Yester glanced at his watch. “See me afterwards. He’ll even autograph it for you. They’re coming in now.”
We retreated to front-row seats where Professor McLaughlin could have a good view of the proceedings. Yester started off the platform but was intercepted by a flashy red-haired woman who waved her hands as she talked. “That’s his wife,” April whispered in my ear.
I grunted an acknowledgement, wondering what the woman’s problem was. Maybe she was having trouble with the boy. Maybe he’d got his white suit dirty.
The citizens of Northmont filed in, almost filling the place. A few looked guiltily in my direction, as if their presence lent support to this rival healer. I smiled and waved. It was a theater, not a church.
And presently the electric lights, hanging from the top of the tent, dimmed. The performance was about to begin. George Yester appeared on the wooden platform, billowing the side curtains as he came. He held his hands high toward heaven and proclaimed, “Today . . . is Yester Day!”
Nobody laughed.
I wondered if he’d managed to hypnotize them all while they stood in line. He’d barely appeared and he had the audience eating out of his hand. God help us all.

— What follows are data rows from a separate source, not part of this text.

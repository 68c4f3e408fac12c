use std::collections::VecDeque;
use std::fs;
use std::sync::{Arc, Mutex};

use assert_matches::assert_matches;
use camino::Utf8PathBuf;
use chrono::{FixedOffset, Local, NaiveDate, TimeDelta, TimeZone};

use mc_train_launcher::error::LaunchError;
use mc_train_launcher::runner::{CommandOutput, CommandRunner, Invocation};
use mc_train_launcher::token::{TOKEN_TIME_FORMAT, TokenLayout, TokenManager, TokenPaths};

struct ScriptedRunner {
    responses: Mutex<VecDeque<CommandOutput>>,
    calls: Mutex<Vec<Invocation>>,
}

impl ScriptedRunner {
    fn with(responses: Vec<CommandOutput>) -> Arc<Self> {
        Arc::new(Self {
            responses: Mutex::new(responses.into()),
            calls: Mutex::new(Vec::new()),
        })
    }

    fn programs(&self) -> Vec<String> {
        self.calls
            .lock()
            .unwrap()
            .iter()
            .map(|call| call.program.clone())
            .collect()
    }
}

impl CommandRunner for ScriptedRunner {
    fn run(&self, invocation: &Invocation) -> Result<CommandOutput, LaunchError> {
        self.calls.lock().unwrap().push(invocation.clone());
        Ok(self
            .responses
            .lock()
            .unwrap()
            .pop_front()
            .unwrap_or_else(|| CommandOutput::failure(127, "unexpected command")))
    }
}

fn token_info(expires_in: TimeDelta) -> CommandOutput {
    let now = Local::now().naive_local();
    CommandOutput::success(format!(
        "DN >>> /C=ch/O=AliEn2/CN=Users/CN=jdoe\n\
         ISSUER >>> /C=ch/O=AliEn2/CN=JAliEn CA\n\
         SERIAL >>> 1234\n\
         BEGIN >>> {}\n\
         EXPIRE >>> {}\n",
        (now - TimeDelta::hours(20)).format(TOKEN_TIME_FORMAT),
        (now + expires_in).format(TOKEN_TIME_FORMAT),
    ))
}

struct Fixture {
    _temp: tempfile::TempDir,
    layout: TokenLayout,
}

impl Fixture {
    fn new() -> Self {
        let temp = tempfile::tempdir().unwrap();
        let root = Utf8PathBuf::from_path_buf(temp.path().to_path_buf()).unwrap();
        let tmp_dir = root.join("tmp");
        fs::create_dir_all(tmp_dir.as_std_path()).unwrap();
        let layout = TokenLayout {
            token_dir: root.join("tokens"),
            tmp_dir,
            uid: 1000,
        };
        Self {
            _temp: temp,
            layout,
        }
    }

    fn manager(&self, runner: Arc<ScriptedRunner>) -> TokenManager {
        TokenManager::new(self.layout.clone(), runner, "alien-token-info", "alien-token-init")
    }

    fn write(paths: &TokenPaths, content: &str) {
        fs::create_dir_all(paths.cert.parent().unwrap().as_std_path()).unwrap();
        fs::write(paths.cert.as_std_path(), format!("cert {content}")).unwrap();
        fs::write(paths.key.as_std_path(), format!("key {content}")).unwrap();
    }
}

#[test]
fn token_file_names_carry_uid() {
    let fixture = Fixture::new();
    let persisted = fixture.layout.persisted();
    assert!(persisted.cert.ends_with("tokens/tokencert_1000.pem"));
    assert!(persisted.key.ends_with("tokens/tokenkey_1000.pem"));
    assert!(fixture.layout.scratch().cert.ends_with("tmp/tokencert_1000.pem"));
}

#[test]
fn missing_files_skip_introspection() {
    let fixture = Fixture::new();
    let runner = ScriptedRunner::with(vec![]);
    let manager = fixture.manager(runner.clone());

    assert_eq!(manager.check_existing().unwrap(), None);
    assert!(runner.programs().is_empty());
}

#[test]
fn token_valid_for_three_hours_is_reused() {
    let fixture = Fixture::new();
    Fixture::write(&fixture.layout.persisted(), "old");
    let runner = ScriptedRunner::with(vec![token_info(TimeDelta::hours(3))]);
    let manager = fixture.manager(runner.clone());

    let paths = manager.check_existing().unwrap();
    assert_eq!(paths, Some(fixture.layout.persisted()));

    let calls = runner.calls.lock().unwrap();
    let persisted = fixture.layout.persisted();
    assert_eq!(calls[0].program, "alien-token-info");
    assert!(calls[0]
        .env
        .contains(&("JALIEN_TOKEN_CERT".to_string(), persisted.cert.to_string())));
    assert!(calls[0]
        .env
        .contains(&("JALIEN_TOKEN_KEY".to_string(), persisted.key.to_string())));
}

#[test]
fn token_expiring_within_margin_is_rejected() {
    let fixture = Fixture::new();
    Fixture::write(&fixture.layout.persisted(), "old");
    let runner = ScriptedRunner::with(vec![token_info(TimeDelta::minutes(90))]);
    let manager = fixture.manager(runner);

    assert_eq!(manager.check_existing().unwrap(), None);
}

#[test]
fn expiry_is_read_in_the_given_zone() {
    let fixture = Fixture::new();
    Fixture::write(&fixture.layout.persisted(), "old");
    let info = || CommandOutput::success("EXPIRE >>> 2026-03-28 12:00:00\n");
    let runner = ScriptedRunner::with(vec![info(), info()]);
    let manager = fixture.manager(runner);
    let local = NaiveDate::from_ymd_opt(2026, 3, 28)
        .unwrap()
        .and_hms_opt(9, 0, 0)
        .unwrap();

    let cet = FixedOffset::east_opt(3600).unwrap();
    let now = cet.from_local_datetime(&local).unwrap();
    assert_eq!(
        manager.check_existing_at(&now).unwrap(),
        Some(fixture.layout.persisted())
    );

    let later = now + TimeDelta::minutes(90);
    assert_eq!(manager.check_existing_at(&later).unwrap(), None);
}

#[test]
fn failing_introspection_is_an_error() {
    let fixture = Fixture::new();
    Fixture::write(&fixture.layout.persisted(), "old");
    let runner = ScriptedRunner::with(vec![CommandOutput::failure(1, "token invalid")]);
    let manager = fixture.manager(runner);

    let err = manager.check_existing().unwrap_err();
    assert!(err.is_external_failure());
    assert_matches!(err, LaunchError::CommandFailed { .. });
}

#[test]
fn recreate_overwrites_persisted_token() {
    let fixture = Fixture::new();
    Fixture::write(&fixture.layout.persisted(), "old");
    Fixture::write(&fixture.layout.scratch(), "fresh");
    let runner = ScriptedRunner::with(vec![CommandOutput::success("")]);
    let manager = fixture.manager(runner.clone());

    let paths = manager.recreate().unwrap();
    assert_eq!(paths, fixture.layout.persisted());
    assert_eq!(fs::read_to_string(paths.cert.as_std_path()).unwrap(), "cert fresh");
    assert_eq!(fs::read_to_string(paths.key.as_std_path()).unwrap(), "key fresh");
    assert_eq!(runner.programs(), vec!["alien-token-init"]);
}

#[test]
fn recreate_creates_token_dir() {
    let fixture = Fixture::new();
    Fixture::write(&fixture.layout.scratch(), "fresh");
    let manager = fixture.manager(ScriptedRunner::with(vec![CommandOutput::success("")]));

    let paths = manager.recreate().unwrap();
    assert!(paths.exist());
}

#[test]
fn recreate_fails_when_issuance_fails() {
    let fixture = Fixture::new();
    Fixture::write(&fixture.layout.scratch(), "stale");
    let manager = fixture.manager(ScriptedRunner::with(vec![CommandOutput::failure(2, "no cert")]));

    let err = manager.recreate().unwrap_err();
    assert!(err.is_external_failure());
    assert!(!fixture.layout.persisted().exist());
}

#[test]
fn recreate_fails_without_fresh_files() {
    let fixture = Fixture::new();
    let manager = fixture.manager(ScriptedRunner::with(vec![CommandOutput::success("")]));

    let err = manager.recreate().unwrap_err();
    assert_matches!(err, LaunchError::Filesystem(_));
}

#[test]
fn obtain_renews_expiring_token() {
    let fixture = Fixture::new();
    Fixture::write(&fixture.layout.persisted(), "old");
    Fixture::write(&fixture.layout.scratch(), "fresh");
    let runner = ScriptedRunner::with(vec![
        token_info(TimeDelta::minutes(30)),
        CommandOutput::success(""),
    ]);
    let manager = fixture.manager(runner.clone());

    let paths = manager.obtain().unwrap();
    assert_eq!(runner.programs(), vec!["alien-token-info", "alien-token-init"]);
    assert_eq!(fs::read_to_string(paths.cert.as_std_path()).unwrap(), "cert fresh");
}

#[test]
fn obtain_keeps_valid_token() {
    let fixture = Fixture::new();
    Fixture::write(&fixture.layout.persisted(), "old");
    let runner = ScriptedRunner::with(vec![token_info(TimeDelta::hours(12))]);
    let manager = fixture.manager(runner.clone());

    let paths = manager.obtain().unwrap();
    assert_eq!(runner.programs(), vec!["alien-token-info"]);
    assert_eq!(fs::read_to_string(paths.cert.as_std_path()).unwrap(), "cert old");
}
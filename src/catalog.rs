use std::collections::BTreeMap;

use serde::{Deserialize, Serialize};

#[derive(Debug, Clone, PartialEq, Eq, Serialize, Deserialize)]
#[serde(transparent)]
pub struct SampleCatalog {
    years: BTreeMap<u32, Vec<String>>,
}

impl SampleCatalog {
    pub fn new(years: BTreeMap<u32, Vec<String>>) -> Self {
        Self { years }
    }

    pub fn builtin() -> Self {
        let table: [(u32, &[&str]); 3] = [
            (
                2016,
                &[
                    "LHC19a1a_1",
                    "LHC19a1a_2",
                    "LHC19a1b_1",
                    "LHC19a1b_2",
                    "LHC19a1c_1",
                    "LHC19a1c_2",
                ],
            ),
            (2017, &["LHC18f5_1", "LHC18f5_2"]),
            (
                2018,
                &["LHC19d3_1", "LHC19d3_1_extra", "LHC19d3_2", "LHC19d3_2_extra"],
            ),
        ];
        table
            .into_iter()
            .map(|(year, samples)| (year, samples.iter().map(|s| s.to_string()).collect()))
            .collect()
    }

    pub fn samples(&self, year: u32) -> Option<&[String]> {
        self.years.get(&year).map(Vec::as_slice)
    }

    pub fn contains(&self, year: u32, sample: &str) -> bool {
        self.samples(year)
            .map(|samples| samples.iter().any(|s| s == sample))
            .unwrap_or(false)
    }

    pub fn years(&self) -> impl Iterator<Item = u32> + '_ {
        self.years.keys().copied()
    }
}

impl Default for SampleCatalog {
    fn default() -> Self {
        Self::builtin()
    }
}

impl FromIterator<(u32, Vec<String>)> for SampleCatalog {
    fn from_iter<T: IntoIterator<Item = (u32, Vec<String>)>>(iter: T) -> Self {
        Self {
            years: iter.into_iter().collect(),
        }
    }
}

#[cfg(test)]
mod tests {
    use super::*;

    #[test]
    fn builtin_order_is_stable() {
        let catalog = SampleCatalog::builtin();
        assert_eq!(catalog.years().collect::<Vec<_>>(), vec![2016, 2017, 2018]);
        assert_eq!(
            catalog.samples(2018).unwrap(),
            ["LHC19d3_1", "LHC19d3_1_extra", "LHC19d3_2", "LHC19d3_2_extra"]
        );
        assert!(catalog.contains(2017, "LHC18f5_2"));
        assert!(!catalog.contains(2017, "LHC19d3_1"));
        assert!(catalog.samples(2015).is_none());
    }

    #[test]
    fn deserializes_year_keys() {
        let catalog: SampleCatalog =
            serde_json::from_str(r#"{"2018": ["A", "B"], "2012": ["C"]}"#).unwrap();
        assert_eq!(catalog.samples(2018).unwrap(), ["A", "B"]);
        assert_eq!(catalog.samples(2012).unwrap(), ["C"]);
    }
}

After a long introduction full of platitudes he directed our attention to the silver statue of the Angel of Good Health. The spotlight circled it while the rest of the platform went dark. Then, with a suddenness that was breathtaking, a boy in white stepped from behind the statue. Applause filled the tent. This was what they’d come for.
“Confess your sins,” the boy intoned, “and I will make you whole again.”
A phonograph record of some organ music came on, lending the proper mood to the event. I wondered if Yester’s red-haired wife handled things like spotlights and Victrolas.
Then I saw them coming up the center aisle—the lame and the halt, the ill and the aged. My people, my patients. Coming to this child for the cure I could not find for them. And singing as they came.
It filled me with a fury I’d never known before, and it must have showed. I felt April’s restraining hand on my arm. “Not now, Dr. Sam,” she whispered.